Drafting (or modeling) and machining are two distinctly different disciplines and outside of a few hobbyist, damned few people do both.
A fiberglass boat's hull is seldom held to anywhere near that accuracy. If you check carefully you will usually find all manner of inaccuracy in construction. Missed dimensions (by INCHES some times), asymmetry, misalignment, etc, that the eye simply does not catch.
On the other hand, large steel ships MUST hold that kind of accuracy. Those ships are built in smaller sections called "lifts", which are then stacked together to form the finished structure. They HAVE to be built that accurately just to fit together.
For what it's worth...
Reply to
Richard
Leon fired this volley in news: snipped-for-privacy@giganews.com:
If I were using it for woodworking, I assume those accuracies would be adequate, if a little gross for a CNC router...
But I work daily with sub-thousandth measurements. Do you really understand how funny dealing with "thirty-secondths" sounds to a metalworker? Today, I had to lay out a complex, multi-curved cam slot a half-thousanth wider than a bearing, because the bearings that ride in it work the plus side of their tolerances -- and the bearings are spec'd by the customer. Even two thousanths of an inch would cause them to track wrong.
I also am not belittling what you do. I've done it (in a prior life) with very nice results on some 'fine' reproduction furniture.

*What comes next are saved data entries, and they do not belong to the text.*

//! Document repository for SQLite persistence.
//!
//! - `schema`: table creation
//! - `crud`: documents and their file content
//! - `entities`: vendor / project / appliance names
//! - `helpers`: row mapping and file name utilities

mod crud;
mod entities;
mod helpers;
mod schema;

use std::path::{Path, PathBuf};

use rusqlite::Connection;

use super::{DocumentStore, Result, StoreError};
use crate::models::{Document, EntityKind, KnownEntities};

pub use helpers::sanitize_filename;

/// SQLite-backed document repository.
pub struct DocumentRepository {
    pub(crate) db_path: PathBuf,
    pub(crate) cache_dir: PathBuf,
}

impl DocumentRepository {
    /// Open (creating if needed) the database at `db_path`. Cached copies of
    /// stored files are written under `cache_dir`.
    pub fn new(db_path: &Path, cache_dir: &Path) -> Result<Self> {
        if let Some(parent) = db_path.parent() {
            std::fs::create_dir_all(parent)?;
        }
        let repo = Self {
            db_path: db_path.to_path_buf(),
            cache_dir: cache_dir.to_path_buf(),
        };
        repo.init_schema()?;
        Ok(repo)
    }

    pub(crate) fn connect(&self) -> Result<Connection> {
        super::connect(&self.db_path)
    }

    /// Get the database path.
    pub fn database_path(&self) -> &Path {
        &self.db_path
    }

    /// Get the cache directory path.
    pub fn cache_dir(&self) -> &Path {
        &self.cache_dir
    }
}

impl DocumentStore for DocumentRepository {
    fn extract_cached_copy(&self, id: i64) -> Result<PathBuf> {
        self.cached_copy(id)
    }

    fn update_ocr(&self, id: i64, text: &str, tsv: &str) -> Result<()> {
        self.set_ocr(id, text, tsv)
    }

    fn get_document(&self, id: i64) -> Result<Document> {
        self.get(id)?.ok_or(StoreError::NotFound(id))
    }

    fn update_document(&self, doc: &Document) -> Result<()> {
        self.update(doc)
    }

    fn list_known_entity_names(&self) -> Result<KnownEntities> {
        self.known_entity_names()
    }

    fn insert_document(&self, doc: &Document, data: &[u8]) -> Result<i64> {
        self.insert(doc, data)
    }

    fn list_documents(&self) -> Result<Vec<Document>> {
        self.list()
    }

    fn add_entity(&self, kind: EntityKind, name: &str) -> Result<()> {
        DocumentRepository::add_entity(self, kind, name)
    }
}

They're just not the same games, that's all.
I have -eh- maybe 250-300 hours building large-scale models in Sketchup; 100 meter scale. Maybe I could finesse it into doing 1/4" stuff to tenths of a thou.; but why, when there are CAMs out there well-adapted to what machinists do? Why use an axe where a scalpel is called for?
Lloyd
Reply to
Lloyd E. Sponenburgh
I have noted that some in rec metal are a bit on the brainy side eh? At least in they're attempts at insults.
Reply to
Markem
Not in the slightest for a CNC. Why would one choose odd ball tolerances, tiny fractions, when working with wood? Sketch up is being used for CNC machines and 3D printers.
Metal working in some cases would be another matter.
And given the OP's original post to this thread do you realize how funny it sounds to use a program that uses the resolutions that you are speaking about when Sketchup is more than capable of satisfying his needs for free?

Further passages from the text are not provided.